*** Opening Data records ***

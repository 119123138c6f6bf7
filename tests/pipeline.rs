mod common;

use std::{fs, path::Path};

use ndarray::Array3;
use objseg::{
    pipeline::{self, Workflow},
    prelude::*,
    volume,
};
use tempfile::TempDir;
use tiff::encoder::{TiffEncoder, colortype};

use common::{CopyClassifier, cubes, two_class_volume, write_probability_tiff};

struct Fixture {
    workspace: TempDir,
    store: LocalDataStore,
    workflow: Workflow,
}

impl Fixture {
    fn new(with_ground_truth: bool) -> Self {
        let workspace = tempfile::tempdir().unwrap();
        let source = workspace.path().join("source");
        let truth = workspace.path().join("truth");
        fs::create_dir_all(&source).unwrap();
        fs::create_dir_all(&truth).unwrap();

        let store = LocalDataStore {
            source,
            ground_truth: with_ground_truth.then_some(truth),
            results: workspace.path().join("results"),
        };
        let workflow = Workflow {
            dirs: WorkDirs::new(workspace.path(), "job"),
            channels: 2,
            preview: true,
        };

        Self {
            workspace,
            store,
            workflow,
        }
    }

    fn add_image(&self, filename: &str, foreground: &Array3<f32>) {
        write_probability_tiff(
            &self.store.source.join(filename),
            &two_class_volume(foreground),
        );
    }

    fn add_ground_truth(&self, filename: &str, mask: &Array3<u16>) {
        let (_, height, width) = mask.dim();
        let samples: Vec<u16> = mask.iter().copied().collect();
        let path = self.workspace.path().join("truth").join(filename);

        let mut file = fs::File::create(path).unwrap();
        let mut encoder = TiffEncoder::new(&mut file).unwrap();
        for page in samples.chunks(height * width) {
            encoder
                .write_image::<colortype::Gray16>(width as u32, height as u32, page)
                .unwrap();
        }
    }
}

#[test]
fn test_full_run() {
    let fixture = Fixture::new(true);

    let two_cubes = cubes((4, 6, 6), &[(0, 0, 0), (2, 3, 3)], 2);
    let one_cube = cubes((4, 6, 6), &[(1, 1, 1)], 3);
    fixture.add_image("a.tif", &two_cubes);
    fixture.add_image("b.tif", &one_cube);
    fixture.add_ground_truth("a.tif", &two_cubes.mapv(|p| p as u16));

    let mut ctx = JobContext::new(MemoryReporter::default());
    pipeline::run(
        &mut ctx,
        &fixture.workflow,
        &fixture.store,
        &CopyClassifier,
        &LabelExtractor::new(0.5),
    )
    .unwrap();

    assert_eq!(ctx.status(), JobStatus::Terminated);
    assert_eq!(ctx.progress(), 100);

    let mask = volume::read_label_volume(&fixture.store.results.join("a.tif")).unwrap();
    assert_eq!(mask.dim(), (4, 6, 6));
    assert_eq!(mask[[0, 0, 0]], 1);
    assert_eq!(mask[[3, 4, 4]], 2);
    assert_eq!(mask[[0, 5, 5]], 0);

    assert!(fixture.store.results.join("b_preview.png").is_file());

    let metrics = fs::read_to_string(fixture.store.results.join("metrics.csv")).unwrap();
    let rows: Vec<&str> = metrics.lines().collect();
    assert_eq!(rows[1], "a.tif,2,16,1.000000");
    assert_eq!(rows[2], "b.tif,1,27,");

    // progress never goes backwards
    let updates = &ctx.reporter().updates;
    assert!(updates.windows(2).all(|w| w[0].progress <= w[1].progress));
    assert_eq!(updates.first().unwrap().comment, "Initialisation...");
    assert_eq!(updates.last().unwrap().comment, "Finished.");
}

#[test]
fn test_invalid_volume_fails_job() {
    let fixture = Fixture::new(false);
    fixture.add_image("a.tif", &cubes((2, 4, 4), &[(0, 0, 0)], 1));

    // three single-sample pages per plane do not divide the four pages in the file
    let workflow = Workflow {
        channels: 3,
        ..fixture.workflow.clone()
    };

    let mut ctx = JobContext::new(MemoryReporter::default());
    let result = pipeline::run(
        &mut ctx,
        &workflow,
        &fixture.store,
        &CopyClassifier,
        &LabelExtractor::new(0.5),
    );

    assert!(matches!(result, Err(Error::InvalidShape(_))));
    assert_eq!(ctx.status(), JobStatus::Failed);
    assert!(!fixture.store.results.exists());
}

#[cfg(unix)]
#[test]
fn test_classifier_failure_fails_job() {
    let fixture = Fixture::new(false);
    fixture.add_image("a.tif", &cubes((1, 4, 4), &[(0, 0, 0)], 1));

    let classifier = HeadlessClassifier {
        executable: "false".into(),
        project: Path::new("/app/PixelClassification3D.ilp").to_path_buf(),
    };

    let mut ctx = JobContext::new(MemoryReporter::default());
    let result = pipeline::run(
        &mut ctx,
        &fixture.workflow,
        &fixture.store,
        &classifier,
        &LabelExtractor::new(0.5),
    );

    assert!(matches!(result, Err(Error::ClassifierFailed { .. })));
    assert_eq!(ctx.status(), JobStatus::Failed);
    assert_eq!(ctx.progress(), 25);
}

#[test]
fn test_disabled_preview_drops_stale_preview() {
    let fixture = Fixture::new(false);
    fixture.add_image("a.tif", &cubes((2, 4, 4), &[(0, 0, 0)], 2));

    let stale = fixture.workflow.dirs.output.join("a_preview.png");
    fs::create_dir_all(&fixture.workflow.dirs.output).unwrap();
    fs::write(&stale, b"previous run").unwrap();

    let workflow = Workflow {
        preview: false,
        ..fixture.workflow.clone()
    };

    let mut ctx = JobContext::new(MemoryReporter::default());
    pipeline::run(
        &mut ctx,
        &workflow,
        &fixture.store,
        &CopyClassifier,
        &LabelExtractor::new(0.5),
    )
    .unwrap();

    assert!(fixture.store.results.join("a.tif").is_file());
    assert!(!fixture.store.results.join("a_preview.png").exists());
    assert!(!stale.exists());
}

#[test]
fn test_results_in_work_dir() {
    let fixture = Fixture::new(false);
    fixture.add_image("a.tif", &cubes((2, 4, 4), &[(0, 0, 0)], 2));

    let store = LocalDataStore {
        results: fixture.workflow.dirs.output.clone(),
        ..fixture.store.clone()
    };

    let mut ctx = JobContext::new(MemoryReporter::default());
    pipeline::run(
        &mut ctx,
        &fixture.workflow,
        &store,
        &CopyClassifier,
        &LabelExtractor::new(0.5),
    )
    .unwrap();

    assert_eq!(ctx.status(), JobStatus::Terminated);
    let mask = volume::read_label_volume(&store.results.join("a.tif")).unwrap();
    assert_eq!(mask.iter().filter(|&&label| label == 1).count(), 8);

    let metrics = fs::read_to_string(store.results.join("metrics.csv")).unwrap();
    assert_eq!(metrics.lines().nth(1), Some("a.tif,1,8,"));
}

*** Closing Data records ***
*** Opening Data records ***

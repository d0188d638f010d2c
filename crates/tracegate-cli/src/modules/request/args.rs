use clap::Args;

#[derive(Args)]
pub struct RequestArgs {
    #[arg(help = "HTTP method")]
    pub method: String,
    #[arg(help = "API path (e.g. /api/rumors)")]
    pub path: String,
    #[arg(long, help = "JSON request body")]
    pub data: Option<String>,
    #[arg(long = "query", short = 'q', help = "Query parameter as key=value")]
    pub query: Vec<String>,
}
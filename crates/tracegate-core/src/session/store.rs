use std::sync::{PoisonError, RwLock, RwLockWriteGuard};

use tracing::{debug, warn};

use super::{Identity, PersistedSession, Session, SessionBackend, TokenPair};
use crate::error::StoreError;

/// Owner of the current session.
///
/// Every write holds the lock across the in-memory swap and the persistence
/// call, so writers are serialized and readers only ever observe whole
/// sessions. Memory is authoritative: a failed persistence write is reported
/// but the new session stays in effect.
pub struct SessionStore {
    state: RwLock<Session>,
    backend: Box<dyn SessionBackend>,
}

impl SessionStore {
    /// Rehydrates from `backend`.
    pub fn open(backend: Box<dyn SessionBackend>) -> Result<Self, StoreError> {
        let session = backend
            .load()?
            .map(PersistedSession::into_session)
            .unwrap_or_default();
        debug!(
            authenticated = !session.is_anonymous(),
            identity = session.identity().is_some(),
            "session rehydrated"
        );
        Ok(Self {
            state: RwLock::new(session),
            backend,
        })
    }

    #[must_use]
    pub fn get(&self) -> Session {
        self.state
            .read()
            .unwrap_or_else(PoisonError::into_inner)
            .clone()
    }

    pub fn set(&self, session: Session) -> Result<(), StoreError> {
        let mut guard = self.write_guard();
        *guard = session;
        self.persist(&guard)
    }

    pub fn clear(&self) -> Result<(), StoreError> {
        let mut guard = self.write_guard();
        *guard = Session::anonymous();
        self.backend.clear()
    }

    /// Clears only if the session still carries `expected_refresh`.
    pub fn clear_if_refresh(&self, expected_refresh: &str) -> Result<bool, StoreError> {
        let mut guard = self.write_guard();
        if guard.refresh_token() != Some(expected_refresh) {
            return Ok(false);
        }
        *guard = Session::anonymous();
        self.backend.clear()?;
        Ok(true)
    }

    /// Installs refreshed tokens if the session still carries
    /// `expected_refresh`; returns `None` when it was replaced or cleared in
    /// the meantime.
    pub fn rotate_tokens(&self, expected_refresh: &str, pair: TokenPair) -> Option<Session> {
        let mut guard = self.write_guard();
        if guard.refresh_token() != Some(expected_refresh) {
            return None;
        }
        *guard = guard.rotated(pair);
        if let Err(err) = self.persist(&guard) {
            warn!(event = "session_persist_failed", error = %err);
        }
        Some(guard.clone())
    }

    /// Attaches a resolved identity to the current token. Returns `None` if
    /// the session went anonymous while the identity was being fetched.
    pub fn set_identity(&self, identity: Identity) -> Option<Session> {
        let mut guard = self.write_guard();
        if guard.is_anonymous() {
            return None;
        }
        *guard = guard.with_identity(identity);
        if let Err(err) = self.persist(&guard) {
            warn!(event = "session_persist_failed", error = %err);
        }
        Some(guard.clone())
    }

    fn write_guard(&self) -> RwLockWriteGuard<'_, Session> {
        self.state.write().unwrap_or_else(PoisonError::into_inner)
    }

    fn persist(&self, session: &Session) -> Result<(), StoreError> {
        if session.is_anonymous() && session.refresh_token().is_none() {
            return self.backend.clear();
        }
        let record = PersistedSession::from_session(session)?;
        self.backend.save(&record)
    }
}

*** Closing Data records ***

> Activity
Copy out the range of lines above starting at the line with "repository 119123138c6f6bf7" and ending at the line with "use tempfile::TempDir;", exactly and including both.

> Answer
repository 119123138c6f6bf7
filename tests/pipeline.rs
mod common;

use std::{fs, path::Path};

use ndarray::Array3;
use objseg::{
    pipeline::{self, Workflow},
    prelude::*,
    volume,
};
use tempfile::TempDir;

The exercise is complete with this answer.